Zheng Pingru was born in 1918 in Lanxi, Zhejiang Province, Republic of China. Her father, Zheng Yueyuan (鄭鉞原), also known as Zheng Yingbo (鄭英伯), was a Nationalist revolutionary and a follower of Sun Yat-sen. While a student in Japan, Zheng Yueyuan married a Japanese woman, Hanako Kimura (木村 花子, Kimura Hanako), who adopted the Chinese name Zheng Huajun (鄭華君). They had two sons and three daughters; Pingru was the second oldest daughter.

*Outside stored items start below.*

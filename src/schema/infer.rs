// Copyright (C) 2022 Electronic Arts, Inc. All rights reserved.

//! Schemas inferred from a chart's default values.

use std::path::Path;

use serde_json::Value;

use super::{Error, Schema};

/// Read a values file and infer a schema from its contents.
pub fn from_values_file(path: &Path) -> Result<Schema, Error> {
    let data = std::fs::read(path).map_err(|e| Error::Io(path.to_path_buf(), e))?;
    let values: Value = serde_yml::from_slice(&data).map_err(Error::Yaml)?;
    Ok(infer(&values))
}

/// Describe the shape of `value`.
///
/// Objects become `object` schemas with one property per key, arrays take
/// the merged shape of their elements, and `null` says nothing about the type.
pub fn infer(value: &Value) -> Schema {
    match value {
        Value::Null => Schema::default(),
        Value::Bool(_) => Schema::of_type("boolean"),
        Value::Number(n) if n.is_i64() || n.is_u64() => Schema::of_type("integer"),
        Value::Number(_) => Schema::of_type("number"),
        Value::String(_) => Schema::of_type("string"),
        Value::Array(elements) => {
            let mut schema = Schema::of_type("array");
            let mut items = Schema::default();
            for element in elements {
                items.merge(&infer(element));
            }
            if items != Schema::default() {
                schema.items = Some(Box::new(items));
            }
            schema
        }
        Value::Object(map) => {
            let mut schema = Schema::of_type("object");
            schema.properties = map
                .iter()
                .map(|(key, value)| (key.clone(), infer(value)))
                .collect();
            schema
        }
    }
}
// Copyright (C) 2022 Electronic Arts, Inc. All rights reserved.

//! JSON Schema documents describing chart values.
//!
//! Schemas are read from files, URLs or charts, checked, dereferenced and
//! merged into a single self contained document.

pub mod chart;
pub mod infer;
pub mod reader;
mod refs;

use std::collections::BTreeMap;
use std::path::PathBuf;

use serde::{Deserialize, Serialize};
use serde_json::Value;
use thiserror::Error;

pub use chart::{ChartSource, GeneratorKind};
pub use reader::SchemaReader;

const TYPE_NAMES: &[&str] = &[
    "array", "boolean", "integer", "null", "number", "object", "string",
];

#[derive(Error, Debug)]
pub enum Error {
    #[error("no paths provided")]
    NoPaths,
    #[error("could not read JSON Schema from any of the provided paths:\n{}", list_failures(.0))]
    NoValidSource(Vec<(String, Error)>),
    #[error("unsupported scheme: {0}")]
    UnsupportedScheme(String),
    #[error("failed to parse path {0}: {1}")]
    InvalidPath(String, url::ParseError),
    #[error("failed to read {0}: {1}")]
    Io(PathBuf, std::io::Error),
    #[error("{0}")]
    Transport(#[from] crate::transport::Error),
    #[error("failed to unmarshal JSON Schema: {0}")]
    Yaml(serde_yml::Error),
    #[error("failed to convert JSON Schema: {0}")]
    Json(#[from] serde_json::Error),
    #[error("invalid schema at {path}: {message}")]
    Invalid { path: String, message: String },
    #[error("remote $ref is not supported: {0}")]
    RemoteRef(String),
    #[error("$ref {0} cannot be resolved without a base directory")]
    NoBase(String),
    #[error("$ref {0} does not point into the document")]
    RefNotFound(String),
    #[error("empty schema")]
    EmptySchema,
    #[error("generator {0} needs a schema path")]
    MissingPath(GeneratorKind),
    #[error("path {0} is outside the chart")]
    OutsideChart(String),
    #[error("generator {0} needs a chart")]
    MissingChart(GeneratorKind),
    #[error("{0}")]
    Chart(#[from] crate::repos::Error),
}

fn list_failures(failures: &[(String, Error)]) -> String {
    failures
        .iter()
        .map(|(path, err)| format!("\t{path}: {err}\n"))
        .collect()
}

/// `type` may be a single name or a list of names.
#[derive(Clone, Debug, PartialEq, Eq, Serialize, Deserialize)]
#[serde(untagged)]
pub enum SchemaType {
    Single(String),
    Multiple(Vec<String>),
}

impl SchemaType {
    fn names(&self) -> &[String] {
        match self {
            Self::Single(name) => std::slice::from_ref(name),
            Self::Multiple(names) => names,
        }
    }
}

#[derive(Clone, Debug, PartialEq, Serialize, Deserialize)]
#[serde(untagged)]
pub enum AdditionalProperties {
    Allowed(bool),
    Schema(Box<Schema>),
}

/// The subset of JSON Schema that values schemas use.
///
/// Keywords without a field are kept verbatim in `extra`.
#[derive(Clone, Debug, Default, PartialEq, Serialize, Deserialize)]
#[serde(rename_all = "camelCase")]
pub struct Schema {
    #[serde(rename = "$schema", skip_serializing_if = "Option::is_none")]
    pub schema: Option<String>,
    #[serde(rename = "$id", skip_serializing_if = "Option::is_none")]
    pub id: Option<String>,
    #[serde(rename = "$ref", skip_serializing_if = "Option::is_none")]
    pub reference: Option<String>,
    #[serde(rename = "type", skip_serializing_if = "Option::is_none")]
    pub schema_type: Option<SchemaType>,
    #[serde(skip_serializing_if = "Option::is_none")]
    pub title: Option<String>,
    #[serde(skip_serializing_if = "Option::is_none")]
    pub description: Option<String>,
    #[serde(skip_serializing_if = "Option::is_none")]
    pub default: Option<Value>,
    #[serde(rename = "enum", skip_serializing_if = "Option::is_none")]
    pub enum_values: Option<Vec<Value>>,
    #[serde(default, skip_serializing_if = "BTreeMap::is_empty")]
    pub properties: BTreeMap<String, Schema>,
    #[serde(default, skip_serializing_if = "BTreeMap::is_empty")]
    pub pattern_properties: BTreeMap<String, Schema>,
    #[serde(skip_serializing_if = "Option::is_none")]
    pub additional_properties: Option<AdditionalProperties>,
    #[serde(skip_serializing_if = "Option::is_none")]
    pub items: Option<Box<Schema>>,
    #[serde(default, skip_serializing_if = "Vec::is_empty")]
    pub required: Vec<String>,
    #[serde(default, skip_serializing_if = "Vec::is_empty")]
    pub any_of: Vec<Schema>,
    #[serde(default, skip_serializing_if = "Vec::is_empty")]
    pub one_of: Vec<Schema>,
    #[serde(default, skip_serializing_if = "Vec::is_empty")]
    pub all_of: Vec<Schema>,
    #[serde(skip_serializing_if = "Option::is_none")]
    pub not: Option<Box<Schema>>,
    #[serde(default, skip_serializing_if = "BTreeMap::is_empty")]
    pub definitions: BTreeMap<String, Schema>,
    #[serde(rename = "$defs", default, skip_serializing_if = "BTreeMap::is_empty")]
    pub defs: BTreeMap<String, Schema>,
    #[serde(flatten)]
    pub extra: BTreeMap<String, Value>,
}

impl Schema {
    /// A schema of a single type.
    pub fn of_type(name: &str) -> Self {
        Self {
            schema_type: Some(SchemaType::Single(name.to_string())),
            ..Self::default()
        }
    }

    /// Check type names throughout the tree.
    pub fn validate(&self) -> Result<(), Error> {
        self.validate_at("#")
    }

    fn validate_at(&self, path: &str) -> Result<(), Error> {
        if let Some(schema_type) = &self.schema_type {
            if schema_type.names().is_empty() {
                return Err(Error::Invalid {
                    path: path.to_string(),
                    message: "empty type list".to_string(),
                });
            }
            for name in schema_type.names() {
                if !TYPE_NAMES.contains(&name.as_str()) {
                    return Err(Error::Invalid {
                        path: path.to_string(),
                        message: format!("unknown type {name:?}"),
                    });
                }
            }
        }

        for (keyword, child) in self.children() {
            child.validate_at(&format!("{path}/{keyword}"))?;
        }
        Ok(())
    }

    /// Every directly nested schema with its JSON pointer suffix.
    fn children(&self) -> Vec<(String, &Self)> {
        let mut children: Vec<(String, &Self)> = Vec::new();
        let maps = [
            ("properties", &self.properties),
            ("patternProperties", &self.pattern_properties),
            ("definitions", &self.definitions),
            ("$defs", &self.defs),
        ];
        for (keyword, map) in maps {
            for (name, child) in map {
                children.push((format!("{keyword}/{name}"), child));
            }
        }
        let lists = [
            ("anyOf", &self.any_of),
            ("oneOf", &self.one_of),
            ("allOf", &self.all_of),
        ];
        for (keyword, list) in lists {
            for (i, child) in list.iter().enumerate() {
                children.push((format!("{keyword}/{i}"), child));
            }
        }
        if let Some(AdditionalProperties::Schema(child)) = &self.additional_properties {
            children.push(("additionalProperties".to_string(), child));
        }
        if let Some(child) = &self.items {
            children.push(("items".to_string(), child));
        }
        if let Some(child) = &self.not {
            children.push(("not".to_string(), child));
        }
        children
    }

    /// Mutable access to every directly nested schema.
    fn children_mut(&mut self) -> Vec<&mut Self> {
        let mut children: Vec<&mut Self> = Vec::new();
        children.extend(self.properties.values_mut());
        children.extend(self.pattern_properties.values_mut());
        children.extend(self.definitions.values_mut());
        children.extend(self.defs.values_mut());
        children.extend(self.any_of.iter_mut());
        children.extend(self.one_of.iter_mut());
        children.extend(self.all_of.iter_mut());
        if let Some(AdditionalProperties::Schema(child)) = &mut self.additional_properties {
            children.push(child);
        }
        if let Some(child) = &mut self.items {
            children.push(child);
        }
        if let Some(child) = &mut self.not {
            children.push(child);
        }
        children
    }

    /// Fold `other` into `self`. Whatever `self` already defines wins.
    ///
    /// Nested schemas are merged recursively and `required` becomes the union
    /// of both lists. Merging the same document twice is the same as merging
    /// it once.
    pub fn merge(&mut self, other: &Self) {
        fill(&mut self.schema, &other.schema);
        fill(&mut self.id, &other.id);
        fill(&mut self.reference, &other.reference);
        fill(&mut self.schema_type, &other.schema_type);
        fill(&mut self.title, &other.title);
        fill(&mut self.description, &other.description);
        fill(&mut self.default, &other.default);
        fill(&mut self.enum_values, &other.enum_values);

        merge_maps(&mut self.properties, &other.properties);
        merge_maps(&mut self.pattern_properties, &other.pattern_properties);
        merge_maps(&mut self.definitions, &other.definitions);
        merge_maps(&mut self.defs, &other.defs);

        if let Some(AdditionalProperties::Schema(mine)) = self.additional_properties.as_mut()
            && let Some(AdditionalProperties::Schema(theirs)) = &other.additional_properties
        {
            mine.merge(theirs);
        } else {
            fill(&mut self.additional_properties, &other.additional_properties);
        }
        merge_boxed(&mut self.items, other.items.as_deref());
        merge_boxed(&mut self.not, other.not.as_deref());

        for name in &other.required {
            if !self.required.contains(name) {
                self.required.push(name.clone());
            }
        }
        for list in [
            (&mut self.any_of, &other.any_of),
            (&mut self.one_of, &other.one_of),
            (&mut self.all_of, &other.all_of),
        ] {
            if list.0.is_empty() {
                list.0.clone_from(list.1);
            }
        }

        for (key, value) in &other.extra {
            self.extra
                .entry(key.clone())
                .or_insert_with(|| value.clone());
        }
    }
}

fn fill<T: Clone>(mine: &mut Option<T>, theirs: &Option<T>) {
    if mine.is_none() {
        mine.clone_from(theirs);
    }
}

fn merge_boxed(mine: &mut Option<Box<Schema>>, theirs: Option<&Schema>) {
    let Some(theirs) = theirs else {
        return;
    };
    if let Some(mine) = mine.as_mut() {
        mine.merge(theirs);
    } else {
        *mine = Some(Box::new(theirs.clone()));
    }
}

fn merge_maps(mine: &mut BTreeMap<String, Schema>, theirs: &BTreeMap<String, Schema>) {
    for (name, schema) in theirs {
        match mine.get_mut(name) {
            Some(existing) => existing.merge(schema),
            None => {
                let mut merged = Schema::default();
                merged.merge(schema);
                mine.insert(name.clone(), merged);
            }
        }
    }
}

From her mother, Zheng Pingru learned to speak Japanese fluently. She grew up in Shanghai, where her father taught at Fudan University. She studied at the Shanghai College of Politics and Law.

Zheng admired famous actresses Hu Die and Ruan Lingyu and wanted to be an actress, she performed with a group of actors from Datong University. But her father was very traditional and conservative, and was very opposed to her ambition.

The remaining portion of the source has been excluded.